## Problem to solve
Give every line of the records exactly, please, from the first up to and including the one containing "pub(crate) mod error;".

Top of Input material

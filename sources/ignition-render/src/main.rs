/*!
# Introduction

ignition-render renders first-boot Ignition configs with `ignition-config`, for operators and
test harnesses that need a config outside of the installer.

The rendered config is written to stdout, or to the path given with `--output`. Log messages go
to stderr so they never mix with the config.

ignition-render can:
* Render a minimal config, optionally authorizing SSH keys for the admin user.
* Render a pointer config that fetches the real config from the machine config server.
* Render a shim config described by a TOML file.
* Inject the install record into a rendered bootstrap config.
* Render a role-scoped `MachineConfig` manifest.

The Ignition spec generation is fixed when `ignition-config` is built.
*/

#![deny(rust_2018_idioms)]

use argh::FromArgs;
use ignition_config::{Current, Schema};
use simplelog::{ColorChoice, Config as LogConfig, LevelFilter, TermLogger, TerminalMode};
use snafu::ResultExt;
use std::io::Write;
use std::path::{Path, PathBuf};
use std::{fs, io, process};

use crate::error::Result;

pub(crate) mod error;
mod install_info;
mod machine_config;
mod minimal;
mod pointer;
mod shim;

/// Renders first-boot Ignition configs.
#[derive(FromArgs, Debug)]
struct Args {
    #[argh(option, default = "LevelFilter::Info")]
    /// filter level for log messages
    log_level: LevelFilter,

    #[argh(option)]
    /// where to write the rendered config; defaults to stdout
    output: Option<PathBuf>,

    #[argh(subcommand)]
    command: Commands,
}

#[derive(FromArgs, Debug)]
#[argh(subcommand)]
enum Commands {
    Minimal(minimal::Minimal),
    Pointer(pointer::Pointer),
    Shim(shim::Shim),
    InjectInstallInfo(install_info::InjectInstallInfo),
    MachineConfig(machine_config::MachineConfigArgs),
}

fn run() -> Result<()> {
    let args: Args = argh::from_env();

    // TerminalMode::Stderr keeps log messages out of a config written to stdout.
    TermLogger::init(
        args.log_level,
        LogConfig::default(),
        TerminalMode::Stderr,
        ColorChoice::Auto,
    )
    .context(error::LoggerSnafu)?;

    log::info!(
        "ignition-render started, rendering Ignition {} configs",
        <Current as Schema>::MAX_VERSION
    );

    let rendered = match args.command {
        Commands::Minimal(minimal) => minimal.run()?,
        Commands::Pointer(pointer) => pointer.run()?,
        Commands::Shim(shim) => shim.run()?,
        Commands::InjectInstallInfo(inject) => inject.run()?,
        Commands::MachineConfig(machine_config) => machine_config.run()?,
    };

    write_output(args.output.as_deref(), &rendered)
}

/// Writes the rendered config to `output`, or to stdout if there is none.
fn write_output(output: Option<&Path>, rendered: &str) -> Result<()> {
    match output {
        Some(path) => {
            log::info!("Writing rendered config to '{}'", path.display());
            fs::write(path, rendered).context(error::WriteOutputSnafu { path })
        }
        None => {
            let mut stdout = io::stdout().lock();
            writeln!(stdout, "{}", rendered).context(error::WriteStdoutSnafu)
        }
    }
}

/// Reads a file named on the command line.
pub(crate) fn read_input(path: &Path) -> Result<Vec<u8>> {
    log::debug!("Reading '{}'", path.display());
    fs::read(path).context(error::ReadInputSnafu { path })
}

/// Reads a text file named on the command line, rejecting anything that isn't UTF-8.
pub(crate) fn read_text_input(path: &Path) -> Result<String> {
    String::from_utf8(read_input(path)?).context(error::InputEncodingSnafu { path })
}

// Returning a Result from main makes it print a Debug representation of the error, but with Snafu
// we have nice Display representations of the error, so we wrap "main" (run) and print any error.
// https://github.com/shepmaster/snafu/issues/110
fn main() {
    if let Err(e) = run() {
        eprintln!("{}", e);
        process::exit(1);
    }
}

#[cfg(test)]
mod test {
    use super::*;

    #[test]
    fn output_to_file() {
        let dir = tempfile::tempdir().unwrap();
        let path = dir.path().join("config.ign");
        write_output(Some(&path), "{}").unwrap();
        assert_eq!(fs::read_to_string(&path).unwrap(), "{}");
    }

    #[test]
    fn output_to_missing_dir() {
        let dir = tempfile::tempdir().unwrap();
        let path = dir.path().join("missing").join("config.ign");
        assert!(matches!(
            write_output(Some(&path), "{}"),
            Err(error::Error::WriteOutput { .. })
        ));
    }

    #[test]
    fn missing_input() {
        let dir = tempfile::tempdir().unwrap();
        assert!(matches!(
            read_input(&dir.path().join("absent")),
            Err(error::Error::ReadInput { .. })
        ));
    }

    #[test]
    fn text_input_must_be_utf8() {
        let dir = tempfile::tempdir().unwrap();
        let path = dir.path().join("ca.pem");
        fs::write(&path, b"-----BEGIN \xff").unwrap();
        assert!(matches!(
            read_text_input(&path),
            Err(error::Error::InputEncoding { .. })
        ));

        fs::write(&path, "plain text").unwrap();
        assert_eq!(read_text_input(&path).unwrap(), "plain text");
    }

    #[test]
    fn parse_args() {
        let args = Args::from_args(
            &["ignition-render"],
            &[
                "--output",
                "/tmp/out.ign",
                "pointer",
                "--url",
                "https://mcs.example:22623/config/worker",
                "--root-ca",
                "/tmp/ca.pem",
            ],
        )
        .unwrap();
        assert_eq!(args.log_level, LevelFilter::Info);
        assert_eq!(args.output, Some(PathBuf::from("/tmp/out.ign")));
        assert!(matches!(args.command, Commands::Pointer(_)));
    }
}
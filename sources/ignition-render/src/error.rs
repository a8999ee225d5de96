use snafu::Snafu;
use std::path::PathBuf;

#[derive(Debug, Snafu)]
#[snafu(visibility(pub(super)))]
pub(crate) enum Error {
    #[snafu(display("Logger setup error: {}", source))]
    Logger { source: log::SetLoggerError },

    #[snafu(display("Failed to read '{}': {}", path.display(), source))]
    ReadInput {
        path: PathBuf,
        source: std::io::Error,
    },

    #[snafu(display("'{}' is not valid UTF-8: {}", path.display(), source))]
    InputEncoding {
        path: PathBuf,
        source: std::string::FromUtf8Error,
    },

    #[snafu(display("Failed to parse shim config '{}': {}", path.display(), source))]
    ShimConfig {
        path: PathBuf,
        source: toml::de::Error,
    },

    #[snafu(display("Failed to write output to '{}': {}", path.display(), source))]
    WriteOutput {
        path: PathBuf,
        source: std::io::Error,
    },

    #[snafu(display("Failed to write output to stdout: {}", source))]
    WriteStdout { source: std::io::Error },

    #[snafu(display(
        "Exactly one of --ssh-key, --fips or --disable-hyperthreading must be given, found {}",
        count
    ))]
    MachineConfigKind { count: usize },

    #[snafu(display("{}", source))]
    Render { source: ignition_config::Error },
}

pub(crate) type Result<T> = std::result::Result<T, Error>;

Bottom of Input material

## The completed task
filename sources/ignition-render/src/main.rs
/*!
# Introduction

ignition-render renders first-boot Ignition configs with `ignition-config`, for operators and
test harnesses that need a config outside of the installer.

The rendered config is written to stdout, or to the path given with `--output`. Log messages go
to stderr so they never mix with the config.

ignition-render can:
* Render a minimal config, optionally authorizing SSH keys for the admin user.
* Render a pointer config that fetches the real config from the machine config server.
* Render a shim config described by a TOML file.
* Inject the install record into a rendered bootstrap config.
* Render a role-scoped `MachineConfig` manifest.

The Ignition spec generation is fixed when `ignition-config` is built.
*/

#![deny(rust_2018_idioms)]

use argh::FromArgs;
use ignition_config::{Current, Schema};
use simplelog::{ColorChoice, Config as LogConfig, LevelFilter, TermLogger, TerminalMode};
use snafu::ResultExt;
use std::io::Write;
use std::path::{Path, PathBuf};
use std::{fs, io, process};

use crate::error::Result;

pub(crate) mod error;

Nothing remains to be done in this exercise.